Implementation: a dream come true

Patent ES2500042A1 protects the technology owned by the Canarian company, Tagua SL, which launched commercial production of the zeolite-based filter under the name HINDROP. It has earned, among other recognitions, the distinctive stamp of Innovative SME from the Spanish government. The new filter technology does not require trained personnel or complex infrastructure for installation. It can also be adapted for both domestic and communal use.

(Photo: CSIC)

The collaboration between CSIC and the NGO Amigos de Silva, together with the Juan Entrecanales de Azcárate Foundation (Spain) and the Stiftung Freie Gemeinschaftsbank (Switzerland) has enabled the development of two zeolite-based water treatment plants that were inaugurated on November 23, 2019. They are situated in the villages of Dida and Obe, some 25 kilometers from Ziway in the Great Rift Valley, 160 kilometers south of the capital Addis Ababa, where fluorosis remains highly prevalent.

(Photo: CSIC)

Two filters were developed, manufactured and placed in two contaminated wells that supply water to the local community, which has a primary school with 400 pupils, a recreation center and a mother-and-child health center with the assistance of nurses. The water from the wells had a fluoride concentration of 2-3 mg/L, which is now filtered out thanks to this new zeolite-based technology, and the community is now supplied with good drinking water.

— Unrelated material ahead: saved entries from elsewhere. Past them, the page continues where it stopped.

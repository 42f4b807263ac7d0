use serde::Deserialize;
use utoipa::ToSchema;
use uuid::Uuid;

use crate::validation::{de_number, de_opt_number};

#[derive(Debug, Deserialize, ToSchema)]
#[serde(rename_all = "camelCase")]
pub struct CreateReviewRequest {
    pub food_id: Uuid,
    pub meal_name: Option<String>,
    /// Defaults to the caller's verified email.
    pub reviewer_email: Option<String>,
    pub reviewer_name: Option<String>,
    pub reviewer_image: Option<String>,
    #[serde(deserialize_with = "de_number")]
    #[schema(value_type = f64)]
    pub rating: f64,
    #[serde(default)]
    pub comment: String,
}

#[derive(Debug, Default, Deserialize, ToSchema)]
#[serde(rename_all = "camelCase")]
pub struct UpdateReviewRequest {
    #[serde(default, deserialize_with = "de_opt_number")]
    #[schema(value_type = Option<f64>)]
    pub rating: Option<f64>,
    pub comment: Option<String>,
}
use chrono::Utc;
use sea_orm::{ActiveModelTrait, ColumnTrait, EntityTrait, QueryFilter, QueryOrder, Set};
use uuid::Uuid;

use crate::{
    dto::payments::{CreatePaymentIntentRequest, PaymentIntentResponse, RecordPaymentRequest},
    entity::{
        PaymentHistory,
        payment_history::{ActiveModel, Column},
    },
    error::AppResult,
    middleware::auth::AuthUser,
    models::PaymentRecord,
    payments::to_minor_units,
    response::{ApiResponse, Meta},
    routes::params::PaymentHistoryQuery,
    state::AppState,
    validation::{non_negative_amount, optional_text, positive_amount, required_text},
};

fn currency_or_default(state: &AppState, currency: Option<String>) -> String {
    optional_text(currency)
        .map(|c| c.to_lowercase())
        .unwrap_or_else(|| state.currency.clone())
}

pub async fn create_payment_intent(
    state: &AppState,
    user: &AuthUser,
    payload: CreatePaymentIntentRequest,
) -> AppResult<ApiResponse<PaymentIntentResponse>> {
    let price = positive_amount("price", payload.price)?;
    let amount = to_minor_units(price);
    let currency = currency_or_default(state, payload.currency);

    let intent = state.payments.create_intent(amount, &currency).await?;

    tracing::info!(intent_id = %intent.id, amount, %currency, actor = %user.email, "payment intent created");

    Ok(ApiResponse::success(
        "Payment intent created",
        PaymentIntentResponse {
            client_secret: intent.client_secret,
            amount: intent.amount,
            currency: intent.currency,
        },
        Some(Meta::empty()),
    ))
}

/// Append a completed payment. Records are never updated or deleted.
pub async fn record_payment(
    state: &AppState,
    user: &AuthUser,
    payload: RecordPaymentRequest,
) -> AppResult<ApiResponse<PaymentRecord>> {
    let amount = non_negative_amount("amount", payload.amount)?;
    let transaction_id = required_text("transactionId", Some(payload.transaction_id))?;
    let currency = currency_or_default(state, payload.currency);

    let record = ActiveModel {
        id: Set(Uuid::new_v4()),
        order_id: Set(payload.order_id),
        user_email: Set(user.email_or(payload.user_email)),
        amount: Set(amount),
        currency: Set(currency),
        transaction_id: Set(transaction_id),
        paid_at: Set(Utc::now().into()),
    }
    .insert(&state.orm)
    .await?;

    tracing::info!(payment_id = %record.id, transaction_id = %record.transaction_id, "payment recorded");

    Ok(ApiResponse::success(
        "Payment recorded",
        PaymentRecord::from(record),
        Some(Meta::empty()),
    ))
}

pub async fn list_payments(
    state: &AppState,
    query: PaymentHistoryQuery,
) -> AppResult<ApiResponse<Vec<PaymentRecord>>> {
    let mut finder = PaymentHistory::find().order_by_desc(Column::PaidAt);
    if let Some(email) = query.user_email.as_ref().filter(|s| !s.is_empty()) {
        finder = finder.filter(Column::UserEmail.eq(email.clone()));
    }

    let records: Vec<PaymentRecord> = finder
        .all(&state.orm)
        .await?
        .into_iter()
        .map(PaymentRecord::from)
        .collect();

    let meta = Meta::all(records.len() as u64);
    Ok(ApiResponse::success("Payment history", records, Some(meta)))
}
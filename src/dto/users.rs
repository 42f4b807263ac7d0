use serde::Deserialize;
use utoipa::ToSchema;

use crate::models::Role;

#[derive(Debug, Default, Deserialize, ToSchema)]
#[serde(rename_all = "camelCase")]
pub struct CreateUserRequest {
    /// Defaults to the caller's verified email.
    pub email: Option<String>,
    pub name: Option<String>,
    #[serde(rename = "photoURL")]
    pub photo_url: Option<String>,
    pub address: Option<String>,
}

#[derive(Debug, Default, Deserialize, ToSchema)]
#[serde(rename_all = "camelCase")]
pub struct UpdateProfileRequest {
    pub name: Option<String>,
    #[serde(rename = "photoURL")]
    pub photo_url: Option<String>,
    pub address: Option<String>,
}

#[derive(Debug, Default, Deserialize, ToSchema)]
#[serde(rename_all = "camelCase")]
pub struct UpdateRoleRequest {
    pub role: Option<Role>,
    pub status: Option<String>,
    pub chef_id: Option<String>,
}

#[derive(Debug, Deserialize, ToSchema)]
pub struct UpdateStatusRequest {
    pub status: String,
}
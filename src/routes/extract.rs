//! Extractors whose rejections use the crate's error envelope (400 instead of
//! axum's plain-text 422/400 bodies).

use axum::extract::{FromRequest, FromRequestParts};

use crate::error::AppError;

#[derive(FromRequest)]
#[from_request(via(axum::Json), rejection(AppError))]
pub struct AppJson<T>(pub T);

#[derive(FromRequestParts)]
#[from_request(via(axum::extract::Path), rejection(AppError))]
pub struct AppPath<T>(pub T);

#[derive(FromRequestParts)]
#[from_request(via(axum::extract::Query), rejection(AppError))]
pub struct AppQuery<T>(pub T);
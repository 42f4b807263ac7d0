use async_trait::async_trait;
use chrono::{Duration, Utc};
use jsonwebtoken::{Algorithm, DecodingKey, EncodingKey, Header, Validation, decode, encode};
use serde::{Deserialize, Serialize};
use thiserror::Error;

/// Verified identity behind a bearer credential.
#[derive(Debug, Clone, PartialEq, Eq)]
pub struct Principal {
    pub email: String,
    pub subject: String,
}

#[derive(Debug, Error)]
pub enum AuthError {
    #[error("Missing Authorization header")]
    MissingCredential,

    #[error("Invalid Authorization header")]
    MalformedHeader,

    #[error("Invalid or expired token")]
    InvalidToken,

    #[error("Token has no email claim")]
    MissingEmail,
}

/// Validates a bearer credential. The production implementation checks a signed
/// JWT; tests inject a fixed table of tokens.
#[async_trait]
pub trait IdentityVerifier: Send + Sync {
    async fn verify(&self, token: &str) -> Result<Principal, AuthError>;
}

#[derive(Debug, Deserialize, Serialize)]
pub struct Claims {
    pub sub: String,
    pub email: String,
    pub exp: usize,
}

pub struct JwtVerifier {
    decoding: DecodingKey,
    encoding: EncodingKey,
    validation: Validation,
}

impl JwtVerifier {
    pub fn new(secret: &str) -> Self {
        Self {
            decoding: DecodingKey::from_secret(secret.as_bytes()),
            encoding: EncodingKey::from_secret(secret.as_bytes()),
            validation: Validation::new(Algorithm::HS256),
        }
    }

    /// Sign a token for `principal`, valid for `ttl`. Used by the seed binary to
    /// hand out development credentials.
    pub fn issue(&self, principal: &Principal, ttl: Duration) -> anyhow::Result<String> {
        let expiration = Utc::now()
            .checked_add_signed(ttl)
            .ok_or_else(|| anyhow::anyhow!("Failed to set expiration"))?;
        let claims = Claims {
            sub: principal.subject.clone(),
            email: principal.email.clone(),
            exp: expiration.timestamp() as usize,
        };
        Ok(encode(&Header::new(Algorithm::HS256), &claims, &self.encoding)?)
    }
}

#[async_trait]
impl IdentityVerifier for JwtVerifier {
    async fn verify(&self, token: &str) -> Result<Principal, AuthError> {
        let decoded = decode::<Claims>(token, &self.decoding, &self.validation)
            .map_err(|_| AuthError::InvalidToken)?;
        let Claims { sub, email, .. } = decoded.claims;
        if email.trim().is_empty() {
            return Err(AuthError::MissingEmail);
        }
        Ok(Principal {
            email,
            subject: sub,
        })
    }
}

#[cfg(test)]
mod tests {
    use super::*;

    #[tokio::test]
    async fn issued_tokens_verify() {
        let verifier = JwtVerifier::new("test-secret");
        let principal = Principal {
            email: "cook@example.com".into(),
            subject: "uid-1".into(),
        };
        let token = verifier.issue(&principal, Duration::hours(1)).unwrap();
        assert_eq!(verifier.verify(&token).await.unwrap(), principal);
    }

    #[tokio::test]
    async fn foreign_and_expired_tokens_are_rejected() {
        let verifier = JwtVerifier::new("test-secret");
        let other = JwtVerifier::new("other-secret");
        let principal = Principal {
            email: "cook@example.com".into(),
            subject: "uid-1".into(),
        };

        let foreign = other.issue(&principal, Duration::hours(1)).unwrap();
        assert!(matches!(
            verifier.verify(&foreign).await,
            Err(AuthError::InvalidToken)
        ));

        let expired = verifier.issue(&principal, Duration::hours(-2)).unwrap();
        assert!(matches!(
            verifier.verify(&expired).await,
            Err(AuthError::InvalidToken)
        ));
    }
}
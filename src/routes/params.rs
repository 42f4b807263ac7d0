use serde::Deserialize;
use utoipa::{IntoParams, ToSchema};
use uuid::Uuid;

use crate::error::{AppError, AppResult};

pub const DEFAULT_LIMIT: u64 = 10;
pub const MAX_LIMIT: u64 = 100;

#[derive(Debug, Default, Clone, Copy, Deserialize, ToSchema)]
pub struct Pagination {
    pub page: Option<u64>,
    pub limit: Option<u64>,
}

impl Pagination {
    /// `(page, limit, offset)`, or `None` when the caller asked for no paging at all.
    ///
    /// The offset must fit the store's signed 64-bit OFFSET; larger pages are
    /// rejected as bad input.
    pub fn normalize(&self) -> AppResult<Option<(u64, u64, u64)>> {
        if self.page.is_none() && self.limit.is_none() {
            return Ok(None);
        }
        let page = self.page.unwrap_or(1).max(1);
        let limit = self.limit.unwrap_or(DEFAULT_LIMIT).clamp(1, MAX_LIMIT);
        let offset = (page - 1)
            .checked_mul(limit)
            .filter(|offset| i64::try_from(*offset).is_ok())
            .ok_or_else(|| AppError::BadRequest("page out of range".into()))?;
        Ok(Some((page, limit, offset)))
    }
}

#[derive(Debug, Clone, Copy, Deserialize, ToSchema)]
#[serde(rename_all = "snake_case")]
pub enum SortOrder {
    Asc,
    Desc,
}

// Query structs repeat `page`/`limit` rather than flattening `Pagination`:
// flattened numeric fields do not deserialize from query strings.

#[derive(Debug, Default, Deserialize, IntoParams)]
#[serde(rename_all = "camelCase")]
#[into_params(parameter_in = Query)]
pub struct MealQuery {
    pub page: Option<u64>,
    pub limit: Option<u64>,
    pub chef_id: Option<String>,
    pub chef_email: Option<String>,
    /// Sort by price.
    pub sort: Option<SortOrder>,
}

impl MealQuery {
    pub fn pagination(&self) -> Pagination {
        Pagination {
            page: self.page,
            limit: self.limit,
        }
    }
}

#[derive(Debug, Default, Deserialize, IntoParams)]
#[into_params(parameter_in = Query)]
pub struct UserQuery {
    pub email: Option<String>,
}

#[derive(Debug, Default, Deserialize, IntoParams)]
#[serde(rename_all = "camelCase")]
#[into_params(parameter_in = Query)]
pub struct ReviewQuery {
    pub page: Option<u64>,
    pub limit: Option<u64>,
    pub food_id: Option<Uuid>,
    pub reviewer_email: Option<String>,
}

impl ReviewQuery {
    pub fn pagination(&self) -> Pagination {
        Pagination {
            page: self.page,
            limit: self.limit,
        }
    }
}

#[derive(Debug, Default, Deserialize, IntoParams)]
#[serde(rename_all = "camelCase")]
#[into_params(parameter_in = Query)]
pub struct FavoriteQuery {
    pub page: Option<u64>,
    pub limit: Option<u64>,
    pub user_email: Option<String>,
}

impl FavoriteQuery {
    pub fn pagination(&self) -> Pagination {
        Pagination {
            page: self.page,
            limit: self.limit,
        }
    }
}

#[derive(Debug, Default, Deserialize, IntoParams)]
#[serde(rename_all = "camelCase")]
#[into_params(parameter_in = Query)]
pub struct OrderQuery {
    pub page: Option<u64>,
    pub limit: Option<u64>,
    pub user_email: Option<String>,
    pub chef_id: Option<String>,
    pub order_status: Option<String>,
}

impl OrderQuery {
    pub fn pagination(&self) -> Pagination {
        Pagination {
            page: self.page,
            limit: self.limit,
        }
    }
}

#[derive(Debug, Default, Deserialize, IntoParams)]
#[serde(rename_all = "camelCase")]
#[into_params(parameter_in = Query)]
pub struct RequestQuery {
    pub page: Option<u64>,
    pub limit: Option<u64>,
    pub user_email: Option<String>,
    pub request_status: Option<String>,
}

impl RequestQuery {
    pub fn pagination(&self) -> Pagination {
        Pagination {
            page: self.page,
            limit: self.limit,
        }
    }
}

#[derive(Debug, Default, Deserialize, IntoParams)]
#[serde(rename_all = "camelCase")]
#[into_params(parameter_in = Query)]
pub struct PaymentHistoryQuery {
    pub user_email: Option<String>,
}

Sustainable Development Goals: more relevant than ever

The development of this technology demonstrates the firm alignment of research conducted by CSIC with the 17 Sustainable Development Goals (SDGs) of the United Nations Development Programme (UNDP), specifically with Goal 6, which is intended to achieve clean water and sanitation.

Details of the patent holder

The Spanish National Research Council (CSIC) is the State Agency for scientific research and technological development in Spain. Its aim to promote, coordinate, develop and disseminate multidisciplinary scientific and technological research in order to contribute to the advancement of knowledge and economic, social and cultural development.

The CSIC has 120 centers across the country where it performs research in all scientific and technological areas. The CSIC was the first patent applicant in Spain, the first Spanish applicant for European patents and for patents under the Patent Cooperation Treaty (PCT) and ranks third among European public bodies in terms of European patents.

Over the last five years, CSIC has applied for 437 technologies to be protected on the market, of which 216 have been patent-protected.

Details of the licensed company

  • SME name: Tagua SL
  • Sector: Environmental (Integral water cycle management (CNAE 3600) water collection, purification and distribution)
  • Address: Calle José Manuel Guimerá, 3 - 4º, Edificio Urbis, 38003 Santa Cruz de Tenerife, Spain
  • Contact person: Luis González Sosa
  • Telephone: +34 922 28 16 39
  • Website: www.tagua.es

Tagua SL is a company that is firmly committed to innovation. It was founded in 1987 and its main purpose was to capture and sell groundwater from wells and underground tunnels. Later in 2001, it expanded its activities to civil engineering, where it performed a wide variety of works related to hydraulic infrastructure in integral water cycles. The company has expanded its activities over the years and is now a recognized expert in the integral water cycle at all stages: collection, treatment, desalination, distribution, sanitation, purification and reuse.